About a year ago, I made this post, trying to figure out how to isolate my dGPU for pass-through to a VM. I never managed to make it work, and I was using a workaround, removing the cable until I need it.
Originally I thought the problem was that both my iGPU & dGPU were AMD, so it couldn’t load the driver first and last at the same time. Therefore, I decided to replace my 6900XT with an Nvidia RTX 4080. Unfortunately, this didn’t solve the issue either.
Later on, I moved my main screen to the right side and got as main an Alienware, where to my surprise was behaving better, I didn’t have to remove the cable, but just to switch on the monitor, after the boot selection screen. Much more convenient, but it didn’t last.
That monitor kept failing, so I had to refund it and replace it with an Asus, which sent me back to square 1, where I have to remove the cable again. And that made me mad, so I decided to solve this issue once and for all.
I know that the problem is in the motherboard firmware, I filed an INC back then to Gigabyte, but they suggested it is a software issue, and they sent me a video with Windows 10, working fine. However, I am sure it is firmware related, since it happens when I enter in BIOS settings, the screen appears on my dGPU connected monitor.
I am not very positive, on getting a fix from their side, so here I am again.
Since Windows is working, there should be a way to make Linux work too. I have been trying multiple configurations since last week, where I got the new monitor, but no luck.
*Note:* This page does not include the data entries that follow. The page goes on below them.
impl<V: Clone + Send + 'static> Coordinator<V> {
    /// Coordinator with default configuration and the given owner tag.
    pub fn new(owner: impl Into<String>) -> Self {
        CoordinatorConfig::default().owner(owner).build()
    }

    pub(crate) fn from_config(owner: String, frame_period: Duration) -> Self {
        Self {
            inner: Arc::new(Inner {
                owner: owner.into(),
                ids: AtomicU64::new(1),
                registry: Mutex::new(Registry::new()),
                frame: OnceLock::new(),
                frame_period,
            }),
        }
    }

    pub fn owner(&self) -> &str {
        &self.inner.owner
    }

    pub fn downgrade(&self) -> WeakCoordinator<V> {
        WeakCoordinator {
            inner: Arc::downgrade(&self.inner),
        }
    }

    /// Serializable summary of every live scope.
    pub fn snapshot(&self) -> RegistrySnapshot {
        self.inner.registry().snapshot()
    }

    pub(crate) fn inner(&self) -> &Arc<Inner<V>> {
        &self.inner
    }

    pub(crate) fn weak_inner(&self) -> Weak<Inner<V>> {
        Arc::downgrade(&self.inner)
    }

    pub(crate) fn alloc_id(&self) -> TaskId {
        TaskId::new(self.inner.ids.fetch_add(1, Ordering::Relaxed))
    }

    pub(crate) fn task_context(&self, id: TaskId, opts: &TaskOptions) -> TaskContext {
        TaskContext {
            owner: Arc::clone(&self.inner.owner),
            id,
            label: opts.label.clone(),
            group: opts.group.clone(),
        }
    }

    /// `Share` reconciliation: a live incumbent under the label wins, the
    /// caller's payload is dropped, and its hooks attach to the incumbent.
    pub(crate) fn try_share(
        &self,
        kind: TaskKind,
        opts: &mut TaskOptions,
        extra_complete: &mut Vec<CompleteHook<V>>,
    ) -> Option<TaskId> {
        if opts.join != JoinPolicy::Share {
            return None;
        }
        let label = opts.label.clone()?;
        let group = opts.group.clone();
        let mut registry = self.inner.registry();
        let incumbent = registry.live_for_label(kind, group.as_ref(), &label)?;
        let clear_hooks: Vec<ClearHook> = opts
            .on_clear
            .drain(..)
            .map(|hook| Box::new(move |ctx: &ClearContext| hook(ctx)) as ClearHook)
            .collect();
        registry.adopt_hooks(
            kind,
            group.as_ref(),
            incumbent,
            std::mem::take(extra_complete),
            clear_hooks,
        );
        tracing::debug!(owner = %self.inner.owner, %kind, %incumbent, "joined incumbent task");
        Some(incumbent)
    }

    /// Install a fresh link and cascade-clear any displaced label holder.
    ///
    /// The cascade runs after the install, with the new link already
    /// holding the label, so hooks observing the registry see the
    /// successor in place.
    pub(crate) fn install_new(
        &self,
        id: TaskId,
        kind: TaskKind,
        interval: bool,
        opts: TaskOptions,
        extra_complete: Vec<CompleteHook<V>>,
        destructor: Option<Destructor>,
    ) -> TaskId {
        let TaskOptions {
            join,
            label,
            group,
            name,
            on_clear,
        } = opts;
        let mut link = Link::new(id, kind).with_join(join).with_interval(interval);
        if let Some(name) = name {
            link = link.with_name(name);
        }
        if let Some(label) = label {
            link = link.with_label(label);
        }
        for hook in extra_complete {
            link.push_complete(hook);
        }
        for hook in on_clear {
            link.push_clear(Box::new(move |ctx: &ClearContext| hook(ctx)));
        }
        if let Some(destructor) = destructor {
            link.set_destructor(destructor);
        }

        let displaced = self.inner.registry().install(group.as_ref(), link);
        tracing::debug!(owner = %self.inner.owner, %kind, %id, "task registered");
        if let Some(displaced) = displaced {
            let _ = self.inner.finish_removed(
                group.as_ref(),
                displaced,
                ClearOrigin::Replacement,
                None,
                Some(id),
            );
        }
        id
    }

    /// Attach the destructor once the primitive is running. If a clear
    /// raced the start and the link is already gone, the destructor runs
    /// here — the clear found nothing to destroy, and exactly-once
    /// destruction is on us.
    pub(crate) fn arm_destructor(
        &self,
        kind: TaskKind,
        group: Option<&Key>,
        id: TaskId,
        ctx: &TaskContext,
        destructor: Destructor,
    ) {
        let orphaned = self
            .inner
            .registry()
            .set_destructor(kind, group, id, destructor);
        if let Err(destroy) = orphaned {
            let ctx = ClearContext {
                id,
                kind,
                label: ctx.label.clone(),
                group: group.cloned(),
                name: None,
                origin: ClearOrigin::Clear,
                reason: None,
                replaced_by: None,
                forward_depth: 0,
            };
            let _ = destroy(id, &ctx);
        }
    }

    /// Generic registration for primitives backed by a spawned task.
    ///
    /// The task is gated: it does not run until the link is installed with
    /// its destructor, so a fire can never observe a half-registered task
    /// and an abort can never miss the handle.
    pub(crate) fn register_spawned<Fut>(
        &self,
        kind: TaskKind,
        interval: bool,
        mut opts: TaskOptions,
        mut extra_complete: Vec<CompleteHook<V>>,
        extra_destroy: Option<Box<dyn FnOnce(&ClearContext) + Send>>,
        make: impl FnOnce(TaskContext) -> Fut,
    ) -> TaskId
    where
        Fut: Future<Output = ()> + Send + 'static,
    {
        if let Some(incumbent) = self.try_share(kind, &mut opts, &mut extra_complete) {
            return incumbent;
        }
        let id = self.alloc_id();
        let ctx = self.task_context(id, &opts);
        let (armed_tx, armed_rx) = oneshot::channel::<()>();
        let fut = make(ctx);
        let handle = tokio::spawn(async move {
            if armed_rx.await.is_err() {
                return;
            }
            fut.await;
        });
        let destructor: Destructor = Box::new(move |_, ctx| {
            if let Some(destroy) = extra_destroy {
                destroy(ctx);
            }
            handle.abort();
            Ok(())
        });
        let id = self.install_new(id, kind, interval, opts, extra_complete, Some(destructor));
        let _ = armed_tx.send(());
        id
    }

    fn clear_in(
        &self,
        kind: TaskKind,
        selector: Selector,
        origin: ClearOrigin,
    ) -> Result<usize, CoordinatorError> {
        let removed = self.inner.registry().resolve_clear(kind, &selector);
        let count = removed.len();
        let mut first_error = None;
        for (group, link) in removed {
            if let Err(error) = self.inner.finish_removed(
                group.as_ref(),
                link,
                origin,
                selector.reason.clone(),
                None,
            ) {
                first_error.get_or_insert(error);
            }
        }
        match first_error {
            None => Ok(count),
            Some(error) => Err(error),
        }
    }

    pub fn clear_immediate(&self, sel: impl Into<Selector>) -> Result<usize, CoordinatorError> {
        self.clear_in(TaskKind::Immediate, sel.into(), ClearOrigin::Clear)
    }

    pub fn clear_timeout(&self, sel: impl Into<Selector>) -> Result<usize, CoordinatorError> {
        self.clear_in(TaskKind::Timeout, sel.into(), ClearOrigin::Clear)
    }

    pub fn clear_interval(&self, sel: impl Into<Selector>) -> Result<usize, CoordinatorError> {
        self.clear_in(TaskKind::Interval, sel.into(), ClearOrigin::Clear)
    }

    pub fn clear_frame(&self, sel: impl Into<Selector>) -> Result<usize, CoordinatorError> {
        self.clear_in(TaskKind::Frame, sel.into(), ClearOrigin::Clear)
    }

    pub fn clear_idle(&self, sel: impl Into<Selector>) -> Result<usize, CoordinatorError> {
        self.clear_in(TaskKind::Idle, sel.into(), ClearOrigin::Clear)
    }

    pub fn clear_worker(&self, sel: impl Into<Selector>) -> Result<usize, CoordinatorError> {
        self.clear_in(TaskKind::Worker, sel.into(), ClearOrigin::Clear)
    }

    pub fn clear_request(&self, sel: impl Into<Selector>) -> Result<usize, CoordinatorError> {
        self.clear_in(TaskKind::Request, sel.into(), ClearOrigin::Clear)
    }

    pub fn clear_proxy(&self, sel: impl Into<Selector>) -> Result<usize, CoordinatorError> {
        self.clear_in(TaskKind::Proxy, sel.into(), ClearOrigin::Clear)
    }

    /// Remove listener registrations: the listener family's clear call.
    ///
    /// A bare id searches every event group under the kind — listener ids
    /// live in per-event groups, and callers rarely hold the group.
    pub fn off(&self, sel: impl Into<Selector>) -> Result<usize, CoordinatorError> {
        let selector = sel.into();
        if let (Some(id), None, None) = (selector.id, &selector.label, &selector.group) {
            let removed = self.inner.registry().take_anywhere(TaskKind::Listener, id);
            return match removed {
                Some((group, link)) => self
                    .inner
                    .finish_removed(
                        group.as_ref(),
                        link,
                        ClearOrigin::Clear,
                        selector.reason,
                        None,
                    )
                    .map(|()| 1),
                None => Ok(0),
            };
        }
        self.clear_in(TaskKind::Listener, selector, ClearOrigin::Clear)
    }

    /// Clear everything under one kind: root scope plus every group.
    pub fn clear_kind(&self, kind: TaskKind) -> Result<usize, CoordinatorError> {
        let removed = self.inner.registry().drain_kind(kind);
        let count = removed.len();
        let mut first_error = None;
        for (group, link) in removed {
            if let Err(error) =
                self.inner
                    .finish_removed(group.as_ref(), link, ClearOrigin::ClearKind, None, None)
            {
                first_error.get_or_insert(error);
            }
        }
        match first_error {
            None => Ok(count),
            Some(error) => Err(error),
        }
    }

    /// Tear down every live task, kind by kind in teardown order:
    /// listeners first, then the timer family, then worker/request/proxy.
    pub fn clear_all(&self) -> Result<usize, CoordinatorError> {
        let mut cleared = 0;
        let mut first_error = None;
        for kind in TaskKind::TEARDOWN_ORDER {
            let removed = self.inner.registry().drain_kind(kind);
            cleared += removed.len();
            for (group, link) in removed {
                if let Err(error) = self.inner.finish_removed(
                    group.as_ref(),
                    link,
                    ClearOrigin::ClearAll,
                    None,
                    None,
                ) {
                    first_error.get_or_insert(error);
                }
            }
        }
        match first_error {
            None => Ok(cleared),
            Some(error) => Err(error),
        }
    }

    /// Tear down matching tasks across every kind, in teardown order.
    /// The selector's group may be a regex pattern.
    pub fn clear_all_matching(&self, selector: Selector) -> Result<usize, CoordinatorError> {
        let mut cleared = 0;
        let mut first_error = None;
        for kind in TaskKind::TEARDOWN_ORDER {
            match self.clear_in(kind, selector.clone(), ClearOrigin::ClearAll) {
                Ok(count) => cleared += count,
                Err(error) => {
                    first_error.get_or_insert(error);
                }
            }
        }
        match first_error {
            None => Ok(cleared),
            Some(error) => Err(error),
        }
    }
}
I have re-installed Manjaro multiple times, just to clean things up, and keep trying whatever solutions I have found online, but none of them works.
My current setup:
GRUB_CMDLINE_LINUX_DEFAULT="resume=UUID=ff3443f9-1bb6-4670-81e5-2c14956e7a45 udev.log_priority=3 video=efifb:off amdgpu.dc=1 amdgpu.modeset=0 nouveau.modeset=1"
mkinitcpio.conf
MODULES=(amdgpu)
HOOKS=(base udev autodetect kms modconf block keyboard keymap consolefont plymouth resume filesystems fsck)
modprobe.d/vfio.conf
blacklist nouveau
blacklist nvidia
blacklist nvidia-drm
blacklist nvidia-modeset
softdep nvidia pre: vfio-pci
options vfio_pci ids=10de:2704,10de:22bb
This is the result, but only if I boot without the cable attached:
01:00.0 VGA compatible controller [0300]: NVIDIA Corporation AD103 [GeForce RTX 4080] [10de:2704] (rev a1)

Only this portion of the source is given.